What is needed ::
Return each line of the records holding the string "LogConfig".

Extracted material ::

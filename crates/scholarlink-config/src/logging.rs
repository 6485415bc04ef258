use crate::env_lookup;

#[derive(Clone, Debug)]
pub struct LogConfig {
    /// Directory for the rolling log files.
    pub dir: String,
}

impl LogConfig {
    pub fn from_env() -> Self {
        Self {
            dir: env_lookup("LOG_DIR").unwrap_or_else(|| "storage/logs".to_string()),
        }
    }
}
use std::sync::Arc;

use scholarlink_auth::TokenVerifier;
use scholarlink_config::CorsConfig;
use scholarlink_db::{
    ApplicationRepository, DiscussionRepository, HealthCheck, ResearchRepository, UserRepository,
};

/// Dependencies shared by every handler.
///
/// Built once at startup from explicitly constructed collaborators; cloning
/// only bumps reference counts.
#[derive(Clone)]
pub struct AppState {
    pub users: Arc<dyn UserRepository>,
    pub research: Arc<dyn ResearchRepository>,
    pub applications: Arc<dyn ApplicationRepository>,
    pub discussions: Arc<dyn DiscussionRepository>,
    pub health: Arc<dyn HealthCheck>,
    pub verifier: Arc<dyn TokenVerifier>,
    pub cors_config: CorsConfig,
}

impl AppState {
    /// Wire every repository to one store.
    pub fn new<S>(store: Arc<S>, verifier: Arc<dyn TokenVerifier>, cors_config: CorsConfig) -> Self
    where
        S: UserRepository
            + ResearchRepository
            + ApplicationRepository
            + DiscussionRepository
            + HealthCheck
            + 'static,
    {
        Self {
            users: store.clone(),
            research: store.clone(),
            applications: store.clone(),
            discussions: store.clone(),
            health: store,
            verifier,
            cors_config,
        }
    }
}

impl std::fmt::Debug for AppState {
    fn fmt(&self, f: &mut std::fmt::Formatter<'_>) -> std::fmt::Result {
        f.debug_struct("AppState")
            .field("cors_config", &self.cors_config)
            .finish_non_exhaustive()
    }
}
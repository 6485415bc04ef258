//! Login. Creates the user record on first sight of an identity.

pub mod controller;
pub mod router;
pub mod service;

Answer space ::
pub struct LogConfig {
impl LogConfig {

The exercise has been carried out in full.